Four Pages, 6,000 words
JEFF McMAHON: When I think about your writing, Ed, there are a number of qualities that stand out. And I want to ask you about those. The first is what we might call the musicality. There’s a musicality to the language, and while it’s possible to find musicality in writers from any quarter of the globe, it seems to me that there’s a particular attention paid by Irish writers to the musicality of language—I’m thinking of John Banville, John McGahern, Colm Toibin, they all speak of musicality in the process of composition. And it seems to me you’re a part of that tradition. Even the punctuation seems to serve music first, grammar second. Here’s an example from your story “This House,” which we published in 2007, a long sentence about a man arriving at his workplace:
“And when I stepped off the misty street into the office block the clamour that arose to greet me seemed so loud that it struck me as being ridiculous, though I had heard it many times before, in the way that you arrive in an instant where even the most acceptable and certain things are utterly bizarre, like breathing, like walking on two legs in a horizontal position and this goes on no matter the beautiful blue day, no matter the gorgeous fresh breeze, that sensation I recall as though it were happening now, stepping into the hall of mirrors, the clamour that arose like I had never heard it before, and as I stepped inside the cage for another afternoon of drudgery I asked myself, well whatever happened to Epicurism, should I say Hedonism, and whatever is wrong with Hedonism because even as I sit at my desk they’re at it everywhere, down the streets he jives, the hedonist, the gold in his teeth rattling, the jewelry on his wrists, hey babe, down the streets he jives and in the jungle too and out in the woods and on the mountain slopes and by the water’s edge, they go to it pell mell while I sit chained to this desk, smelling Mrs. Bertie Mulumpy’s facial cream, pretending to be immersed in the work?”

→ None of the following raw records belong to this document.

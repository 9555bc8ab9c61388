// Copyright 2025 Oxide Computer Company

//! Tests for the behavior every endpoint applies to every request:
//! lifecycle, maintenance mode, CORS, caching headers, body limits and
//! interceptors.  Also discovery publishing and protocol upgrades.

use http::header;
use http::HeaderValue;
use http::Response;
use http::StatusCode;
use hyper_util::rt::TokioIo;
use rpcshot::interceptor_fn;
use rpcshot::registration_fn;
use rpcshot::send_result;
use rpcshot::test_util::config_endpoint_for_test;
use rpcshot::ApplicationError;
use rpcshot::Body;
use rpcshot::Discovery;
use rpcshot::HttpEndpoint;
use rpcshot::MemoryDiscovery;
use rpcshot::Next;
use rpcshot::RequestContext;
use rpcshot::HEADER_REQUEST_ID;
use std::sync::Arc;
use tokio::io::AsyncReadExt;
use tokio::io::AsyncWriteExt;
use tokio::net::TcpStream;

use crate::common;

fn hello_endpoint(log: &slog::Logger) -> Arc<HttpEndpoint> {
    let endpoint = HttpEndpoint::new(config_endpoint_for_test(), log);
    endpoint.register(registration_fn(|endpoint: &HttpEndpoint| {
        endpoint.register_route("get", "/hello", None, |rqctx: RequestContext| {
            let name = rqctx.param("name").unwrap_or("world").to_string();
            async move { send_result(Ok(Some(format!("hello, {}", name)))) }
        })?;
        endpoint.register_route("post", "private/data", None, |_: RequestContext| async {
            send_result(Ok(Some("secret")))
        })?;
        endpoint.register_interceptor(
            "^/private",
            interceptor_fn(|rqctx: RequestContext, next: Next| async move {
                if rqctx.header("x-api-key") != Some("letmein") {
                    return Err(ApplicationError::unauthorized(
                        "INVALID_KEY",
                        "a valid api key is required",
                    ));
                }
                next.run(rqctx).await
            }),
        )
    }));
    Arc::new(endpoint)
}

async fn error_body(response: reqwest::Response) -> ApplicationError {
    response.json::<ApplicationError>().await.unwrap()
}

#[tokio::test]
async fn test_endpoint_open_close() {
    let logctx = common::create_log_context("test_endpoint_open_close");
    let endpoint = hello_endpoint(&logctx.log);
    assert!(!endpoint.is_open());
    assert_eq!(endpoint.uri(), None);

    endpoint.open(Some("123")).await.unwrap();
    // Opening again is a no-op.
    endpoint.open(Some("123")).await.unwrap();
    assert!(endpoint.is_open());
    let uri = endpoint.uri().unwrap();
    let port = endpoint.local_addr().unwrap().port();
    assert_ne!(port, 0);
    assert_eq!(uri, format!("http://127.0.0.1:{}", port));

    let client = reqwest::Client::new();
    let response =
        client.get(format!("{}/hello?name=rust", uri)).send().await.unwrap();
    assert_eq!(response.status(), StatusCode::OK);
    let headers = response.headers();
    assert_eq!(
        headers[header::CACHE_CONTROL],
        "no-cache, no-store, must-revalidate"
    );
    assert_eq!(headers[header::PRAGMA], "no-cache");
    assert_eq!(headers[header::EXPIRES], "0");
    assert!(headers.contains_key(HEADER_REQUEST_ID));
    assert_eq!(response.json::<String>().await.unwrap(), "hello, rust");

    endpoint.close(None).await.unwrap();
    endpoint.close(None).await.unwrap();
    assert!(!endpoint.is_open());
    assert!(client.get(format!("{}/hello", uri)).send().await.is_err());

    // The same registrations are installed again on the next open.
    endpoint.open(None).await.unwrap();
    let uri = endpoint.uri().unwrap();
    let response = client.get(format!("{}/hello", uri)).send().await.unwrap();
    assert_eq!(response.json::<String>().await.unwrap(), "hello, world");
    endpoint.close(None).await.unwrap();

    logctx.cleanup_successful();
}

#[tokio::test]
async fn test_endpoint_bind_failure() {
    let logctx = common::create_log_context("test_endpoint_bind_failure");
    let first = hello_endpoint(&logctx.log);
    first.open(None).await.unwrap();
    let port = first.local_addr().unwrap().port();

    let mut config = config_endpoint_for_test();
    config.connection.port = Some(port);
    let second = HttpEndpoint::new(config, &logctx.log);
    let error = second.open(Some("abc")).await.unwrap_err();
    assert_eq!(error.code, "CANNOT_START_SERVER");
    assert_eq!(error.correlation_id.as_deref(), Some("abc"));
    assert!(!second.is_open());

    first.close(None).await.unwrap();
    logctx.cleanup_successful();
}

#[tokio::test]
async fn test_endpoint_routing_errors() {
    let logctx = common::create_log_context("test_endpoint_routing_errors");
    let endpoint = hello_endpoint(&logctx.log);
    endpoint.open(None).await.unwrap();
    let uri = endpoint.uri().unwrap();
    let client = reqwest::Client::new();

    let response = client
        .get(format!("{}/nothing/here?correlation_id=cid1", uri))
        .send()
        .await
        .unwrap();
    assert_eq!(response.status(), StatusCode::NOT_FOUND);
    assert_eq!(
        response.headers()[header::CONTENT_TYPE],
        rpcshot::CONTENT_TYPE_JSON
    );
    let error = error_body(response).await;
    assert_eq!(error.code, "NOT_FOUND");
    assert_eq!(error.status, 404);

    let response =
        client.delete(format!("{}/hello", uri)).send().await.unwrap();
    assert_eq!(response.status(), StatusCode::METHOD_NOT_ALLOWED);

    endpoint.close(None).await.unwrap();
    logctx.cleanup_successful();
}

We could analyze that sentence in terms of rhythm, subordination, the varying length of clauses, but let’s not analyze it. Let’s just let it sing. What I’d like to know, how do you go about it as a writer: are you listening in a particular way to the sentences as you write them, more attentively than a writer who’s primarily concerned about information? Are you speaking them aloud? And where do you suppose it comes from in Irish writers, from the influence of Gaelic, from the poetic tradition, somewhere else?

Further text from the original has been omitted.